Are there any good, unbiased biographies about Jesus "the man" and not Jesus "the religious figure"?

by [deleted]

My grandmother is a very intelligent lady, but she's also very religious (which, yes, sounds contradicting). She's always been "defensive" when I make comments about how her European-looking Jesus paintings are inaccurate, or anything regarding anything of that sort.

She's an avid reader and reads about most any topic. She often asks me to get her more information about these things, so I'd like to give her some good books with an unbiased point of view, perhaps not just about Jesus, but also about "demythifying" various points from the Bible with concrete historical facts. Again, she's open minded but I don't think she'd really take anything too seriously if it were somehow literally attacking her religious views, rather than stating it in a neutral way.

Any recommendations? Thanks in advance!

talondearg

No, there aren't, because there's a flaw in your reasoning to get to this question.

You can love the Bible, or leave it, or critically analyse it, or re-write it to fit your own view of what happened, but it's still a set of documents written in a particular context that needs to be read and understood in the context. That's just part of the discipline of reading historical literature.

So what happens if I, say, write a biography of Jesus and take out everything I think is unhistorical. Say I remove everything that seems miraculous or far-fetched. What's left? What's left is not unbiased, it's a 20th century re-telling of the gospels that tells you more about what I think than anything about the historical Jesus. It's really a work of historical fiction.

This is in fact the market of books you're asking about - historical fiction. There is no unbiased position. There is no 'neutrality' here. In my view, the value of 'objectivity' means owning up to your own biases, and let me be clear my bias is against using 'objectivity' as a criterion to privilege certain viewpoints.

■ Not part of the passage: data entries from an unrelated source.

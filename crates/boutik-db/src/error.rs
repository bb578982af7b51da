//! # Database Error Types
//!
//! Error types for database operations.
//!
//! ## Error Flow
//! ```text
//! ┌─────────────────────────────────────────────────────────────────────────┐
//! │                    Error Propagation                                    │
//! │                                                                         │
//! │  sqlx::Error ─────────────┐        CoreError (business rule) ──┐       │
//! │                           ▼                                    ▼       │
//! │                    DbError (this module) ◄── DbError::Core (transparent)│
//! │                           │                                             │
//! │                           ▼                                             │
//! │               Transaction dropped → ROLLBACK                           │
//! │                           │                                             │
//! │                           ▼                                             │
//! │               Frontend shows a transient notification                   │
//! └─────────────────────────────────────────────────────────────────────────┘
//! ```
//!
//! Any `Err` returned from inside a repository transaction drops the
//! `sqlx::Transaction` without committing, which rolls every write of the
//! operation back.

use boutik_core::CoreError;
use thiserror::Error;

/// Database operation errors.
#[derive(Debug, Error)]
pub enum DbError {
    /// A business rule rejected the operation before it was committed.
    #[error(transparent)]
    Core(#[from] CoreError),

    /// Entity not found for this tenant.
    #[error("{entity} not found: {id}")]
    NotFound { entity: String, id: String },

    /// Unique constraint violation.
    ///
    /// ## When This Occurs
    /// - Two checkouts racing for the same daily sale number
    /// - Any UNIQUE index violation
    #[error("Duplicate {field}: '{value}' already exists")]
    UniqueViolation { field: String, value: String },

    /// Foreign key constraint violation.
    ///
    /// ## When This Occurs
    /// - Referencing a category or supplier that does not exist
    #[error("Foreign key violation: {message}")]
    ForeignKeyViolation { message: String },

    /// A CHECK constraint rejected the row (negative stock, broken balance).
    #[error("Constraint violation: {0}")]
    CheckViolation(String),

    /// Database connection failed.
    #[error("Connection failed: {0}")]
    ConnectionFailed(String),

    /// Migration failed.
    #[error("Migration failed: {0}")]
    MigrationFailed(String),

    /// Query execution failed.
    #[error("Query failed: {0}")]
    QueryFailed(String),

    /// Stored data could not be decoded (e.g. malformed JSON column).
    #[error("Corrupt data in {column}: {message}")]
    Decode { column: String, message: String },

    /// Transaction failed.
    #[error("Transaction failed: {0}")]
    TransactionFailed(String),

    /// Pool exhausted (all connections in use).
    #[error("Connection pool exhausted")]
    PoolExhausted,

    /// Internal database error.
    #[error("Internal database error: {0}")]
    Internal(String),
}

impl DbError {
    /// Creates a NotFound error for a given entity type and ID.
    pub fn not_found(entity: impl Into<String>, id: impl Into<String>) -> Self {
        DbError::NotFound {
            entity: entity.into(),
            id: id.into(),
        }
    }

    /// Creates a UniqueViolation error.
    pub fn duplicate(field: impl Into<String>, value: impl Into<String>) -> Self {
        DbError::UniqueViolation {
            field: field.into(),
            value: value.into(),
        }
    }

    /// Lost compare-and-set on `sync_version`.
    pub fn concurrent(entity: impl Into<String>, id: impl Into<String>) -> Self {
        DbError::Core(CoreError::ConcurrentModification {
            entity: entity.into(),
            id: id.into(),
        })
    }

    /// The business error behind this failure, if any.
    pub fn as_core(&self) -> Option<&CoreError> {
        match self {
            DbError::Core(e) => Some(e),
            _ => None,
        }
    }
}

/// Convert sqlx errors to DbError.
///
/// ## Error Mapping
/// ```text
/// sqlx::Error::RowNotFound    → DbError::NotFound
/// sqlx::Error::Database       → Analyze message for constraint type
/// sqlx::Error::PoolTimedOut   → DbError::PoolExhausted
/// Other                       → DbError::Internal
/// ```
impl From<sqlx::Error> for DbError {
    fn from(err: sqlx::Error) -> Self {
        match err {
            sqlx::Error::RowNotFound => DbError::NotFound {
                entity: "Record".to_string(),
                id: "unknown".to_string(),
            },

            sqlx::Error::Database(db_err) if is_lock_timeout(db_err.code().as_deref()) => {
                DbError::concurrent("database", "write lock")
            }

            sqlx::Error::Database(db_err) => {
                let msg = db_err.message();

                // SQLite reports constraints as
                // "UNIQUE constraint failed: <table>.<column>[, ...]",
                // "FOREIGN KEY constraint failed", "CHECK constraint failed: <name>"
                if let Some(field) = msg.strip_prefix("UNIQUE constraint failed: ") {
                    DbError::UniqueViolation {
                        field: field.to_string(),
                        value: "unknown".to_string(),
                    }
                } else if msg.contains("FOREIGN KEY constraint failed") {
                    DbError::ForeignKeyViolation {
                        message: msg.to_string(),
                    }
                } else if msg.contains("CHECK constraint failed") {
                    DbError::CheckViolation(msg.to_string())
                } else {
                    DbError::QueryFailed(msg.to_string())
                }
            }

            sqlx::Error::PoolTimedOut => DbError::PoolExhausted,

            sqlx::Error::PoolClosed => DbError::ConnectionFailed("Pool is closed".to_string()),

            _ => DbError::Internal(err.to_string()),
        }
    }
}

/// SQLITE_BUSY (5) and SQLITE_LOCKED (6), extended codes included: another
/// writer kept the lock past `busy_timeout`.
fn is_lock_timeout(code: Option<&str>) -> bool {
    code.and_then(|c| c.parse::<i32>().ok())
        .is_some_and(|c| matches!(c & 0xff, 5 | 6))
}

impl From<sqlx::migrate::MigrateError> for DbError {
    fn from(err: sqlx::migrate::MigrateError) -> Self {
        DbError::MigrationFailed(err.to_string())
    }
}

impl From<boutik_core::ValidationError> for DbError {
    fn from(err: boutik_core::ValidationError) -> Self {
        DbError::Core(CoreError::Validation(err))
    }
}

/// Result type for database operations.
pub type DbResult<T> = Result<T, DbError>;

I would say, if you want your grandmother to think intelligently about the Bible, get her books that engage critically and intelligently with the Bible. To me it sounds like you want books that will persuade her of the Bible's unreliability, under an appearance of objectivity. Isn't that just projecting your own view onto her.

400-Rabbits

You may be interested in the FAQ section on Did Jesus Exist? and, to some extent, the section on Reza Aslan's "Zealot: The Life and Times of Jesus of Nazareth".

TomCollator

Did Jesus exist? by Bart Ehrman might be an interesting book for her. It discusses what Jesus might have been like from a historical rather than a religious point of view. Bart Ehrman is an agnostic, not a Christian.

conflare

How does this sub feel about Elaine Pagels? Her credentials seem good (to me), and the books of hers that I've read, especially The Gnostic Gospels and The Origin of Satan, offered an interesting perspective. I'd be interested in how credible the larger historical community considers her.

I thought Pagels might be especially interesting to OP because she identifies as Christian, at least in some form:

Because the language and the characters of the Bible are so familiar to her, Pagels adds, she identifies as Christian -- "but I wouldn’t say I identify only with that."

http://alumni.stanford.edu/get/page/magazine/article/?article_id=36367

so while she approaches the subject as a scholar, she's not antagonistic to religious belief.